Agir. Il faut agir. Mais ce "il faut" parfois nous paralyse. Est-ce que nous en avons vraiment envie ? Est-ce que nous y parvenons ? Pourquoi restons-nous immobiles quand "la maison brûle" ?
Ce mois-ci, je nous propose de regarder avec sincérité tous ces moments où nous avons eu envie de fuir devant l’adversité et la lourdeur des enjeux sociétaux.
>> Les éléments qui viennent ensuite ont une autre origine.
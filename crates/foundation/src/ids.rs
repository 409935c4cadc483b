use std::fmt;

/// Identifier of a narrative chapter (`"intro"`, `"chapter1"`, ...).
#[derive(Clone, Debug, PartialEq, Eq, PartialOrd, Ord, Hash)]
pub struct ChapterId(String);

impl ChapterId {
    pub fn new(id: impl Into<String>) -> Self {
        Self(id.into())
    }

    pub fn as_str(&self) -> &str {
        &self.0
    }
}

impl fmt::Display for ChapterId {
    fn fmt(&self, f: &mut fmt::Formatter<'_>) -> fmt::Result {
        f.write_str(&self.0)
    }
}

impl From<&str> for ChapterId {
    fn from(s: &str) -> Self {
        Self(s.to_string())
    }
}

impl From<String> for ChapterId {
    fn from(s: String) -> Self {
        Self(s)
    }
}

/// Map layer identifier. Chapter-owned layers are namespaced by chapter.
#[derive(Clone, Debug, PartialEq, Eq, PartialOrd, Ord, Hash)]
pub struct LayerId(String);

impl LayerId {
    pub fn new(id: impl Into<String>) -> Self {
        Self(id.into())
    }

    /// Layer id for path `index` of `chapter`.
    pub fn for_path(chapter: &ChapterId, index: usize) -> Self {
        Self(format!("{chapter}-path-{index}"))
    }

    pub fn as_str(&self) -> &str {
        &self.0
    }
}

impl fmt::Display for LayerId {
    fn fmt(&self, f: &mut fmt::Formatter<'_>) -> fmt::Result {
        f.write_str(&self.0)
    }
}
Avons-nous le droit de quitter l’arène, et comment retrouver l’élan quand nous nous sentons à bout de forces ? Réponses à partir de notre cerveau limbique, des jōhatsu, et un tiers-lieu...
Je reprends ces trois catégories du titre d’un ouvrage d’Albert O. Hirschman (Exit, Voice, and Loyalty, paru en 1970) comme point de départ pour explorer cette question : Quand nous ne sommes « pas d’accord », quel est notre premier mode de réaction ?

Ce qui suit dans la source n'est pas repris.